Neptune's largest moon Triton boasts an uncommon icy mixture of carbon monoxide and nitrogen, which could help astronomers better understand the conditions of other distant alien worlds.
Using the Gemini Observatory in Chile and the high-resolution spectrograph called IGRINS (Immersion Grating Infrared Spectrometer), a visiting instrument for Gemini, astronomers detected a distinct infrared signature on Triton, revealing a mixture of carbon monoxide and nitrogen frozen as solid ice. This finding helps explain seasonal atmospheric changes on Triton and how material is transported across the moon's surface via geysers, according to a statement.
Prior to detecting this unique signature on Triton, researchers first identified the specific wavelength of infrared light absorbed by an ice mixture of carbon monoxide and nitrogen molecules in the lab.
"While the icy spectral fingerprint we uncovered was entirely reasonable, especially as this combination of ices can be created in the lab, pinpointing this specific wavelength of infrared light on another world is unprecedented," Stephen Tegler, lead author of the study from Northern Arizona University's Astrophysical Materials Laboratory, said in the statement.
The icy mixture detected on Triton could help explain the moon's iconic geysers, which are the dark, windblown streaks first observed by NASA's Voyager 2 spacecraft in the moon's south polar region.
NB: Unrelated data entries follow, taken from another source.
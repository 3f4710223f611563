// +-----------------------------------------------------------------------------------------------+
// | Copyright 2016 Sean Kerr                                                                      |
// |                                                                                               |
// | Licensed under the Apache License, Version 2.0 (the "License");                               |
// | you may not use this file except in compliance with the License.                              |
// | You may obtain a copy of the License at                                                       |
// |                                                                                               |
// |  http://www.apache.org/licenses/LICENSE-2.0                                                   |
// |                                                                                               |
// | Unless required by applicable law or agreed to in writing, software                           |
// | distributed under the License is distributed on an "AS IS" BASIS,                             |
// | WITHOUT WARRANTIES OR CONDITIONS OF ANY KIND, either express or implied.                      |
// | See the License for the specific language governing permissions and                           |
// | limitations under the License.                                                                |
// +-----------------------------------------------------------------------------------------------+
// | Author: Sean Kerr <sean@code-box.org>                                                         |
// +-----------------------------------------------------------------------------------------------+

use crate::http1::*;
use crate::http1::test::*;
use crate::test::*;

macro_rules! setup {
    () => ({
        let (mut p, s) = http1_setup!(Request);

        assert_eos(
            &mut p,
            &s,
            b"GET / HTTP/1.1\r\nX-Value:",
            ParserState::HeaderValueStart,
            b"GET / HTTP/1.1\r\nX-Value:".len()
        );

        (p, s)
    });
}

#[test]
fn allowed() {
    // skip `space` and `\t`, otherwise they are stripped
    for b in (0..=255u8).filter(|&x| !non_header_value_vec().contains(&x))
                        .filter(|&x| x != b' ' && x != b'\t') {
        let (mut p, s) = setup!();

        assert_eos(
            &mut p,
            &s,
            &[b],
            ParserState::HeaderValue,
            [b].len()
        );

        assert_eos(
            &mut p,
            &s,
            b"\r",
            ParserState::HeaderValueLf,
            b"\r".len()
        );

        assert_eos(
            &mut p,
            &s,
            b"\n",
            ParserState::HeaderFieldStart,
            b"\n".len()
        );

        assert_eq!(data_of(&mut p, Event::HeaderValue), vec![vec![b]]);
    }
}

#[test]
fn crlf_sequence_error() {
    let (mut p, s) = setup!();

    assert_error(
        &mut p,
        &s,
        b" value\r\r",
        ParserError::CrlfSequence(b'\r')
    );
}

#[test]
fn empty() {
    let (mut p, s) = setup!();

    assert_eos(
        &mut p,
        &s,
        b"\r\n",
        ParserState::HeaderFieldStart,
        b"\r\n".len()
    );

    assert_eq!(data_of(&mut p, Event::HeaderValue), vec![b"".to_vec()]);

    let (mut p, s) = setup!();

    assert_eos(
        &mut p,
        &s,
        b" \t \r\n",
        ParserState::HeaderFieldStart,
        b" \t \r\n".len()
    );

    assert_eq!(data_of(&mut p, Event::HeaderValue), vec![b"".to_vec()]);
}

#[test]
fn inner_space() {
    let (mut p, s) = setup!();

    assert_eos(
        &mut p,
        &s,
        b" text/html; q=0.9, */*\r\n",
        ParserState::HeaderFieldStart,
        b" text/html; q=0.9, */*\r\n".len()
    );

    assert_eq!(data_of(&mut p, Event::HeaderValue), vec![b"text/html; q=0.9, */*".to_vec()]);
}

#[test]
fn not_allowed_error() {
    for b in non_header_value_vec().iter().filter(|&x| *x != b'\r' && *x != b'\n') {
        let (mut p, s) = setup!();

        assert_eos(
            &mut p,
            &s,
            b" value",
            ParserState::HeaderValue,
            b" value".len()
        );

        assert_error(
            &mut p,
            &s,
            &[*b],
            ParserError::HeaderValue(*b)
        );
    }
}

#[test]
fn split_value() {
    let (mut p, s) = setup!();

    assert_eos(&mut p, &s, b" ", ParserState::HeaderValueStart, 1);
    assert_eos(&mut p, &s, b"\t0.0", ParserState::HeaderValue, 4);
    assert_eos(&mut p, &s, b".0.0=", ParserState::HeaderValue, 5);
    assert_eos(&mut p, &s, b"5000 ", ParserState::HeaderValue, 5);
    assert_eos(&mut p, &s, b"\r\n", ParserState::HeaderFieldStart, 2);

    assert_eq!(data_of(&mut p, Event::HeaderValue), vec![b"0.0.0.0=5000".to_vec()]);
}

#[test]
fn trailing_space_trimmed() {
    let (mut p, s) = setup!();

    assert_eos(
        &mut p,
        &s,
        b"  value \t \r\n",
        ParserState::HeaderFieldStart,
        b"  value \t \r\n".len()
    );

    assert_eq!(data_of(&mut p, Event::HeaderValue), vec![b"value".to_vec()]);
}

#[test]
fn value_overflow() {
    let config = ParserConfig::new().with_max_field_size(4);

    let (mut p, s) = http1_setup!(Request, config);

    assert_error(
        &mut p,
        &s,
        b"GET / HTTP/1.1\r\nHost: abcde\r\n",
        ParserError::FieldOverflow
    );
}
These distinct streaks are believed to be erupted material from an internal ocean, or an icy mixture that migrates around the surface in response to changing seasonal patterns of sunlight, according to the statement.
"Despite Triton's distance from the sun and the cold temperatures, the weak sunlight is enough to drive strong seasonal changes on Triton's surface and atmosphere," Henry Roe, deputy director of Gemini and a member of the research team, said in the statement. "This work demonstrates the power of combining laboratory studies with telescope observations to understand complex planetary processes in alien environments so different from what we encounter every day here on Earth."
In fact, NASA's New Horizons spacecraft found that carbon monoxide and nitrogen ices coexist on Pluto. However, the recent findings are the first evidence of these ices mixing, according to the statement.
Therefore, the study, which will be published in The Astronomical Journal, sheds light on the possible composition of ices and seasonal variations in the atmosphere on other distant worlds beyond Neptune.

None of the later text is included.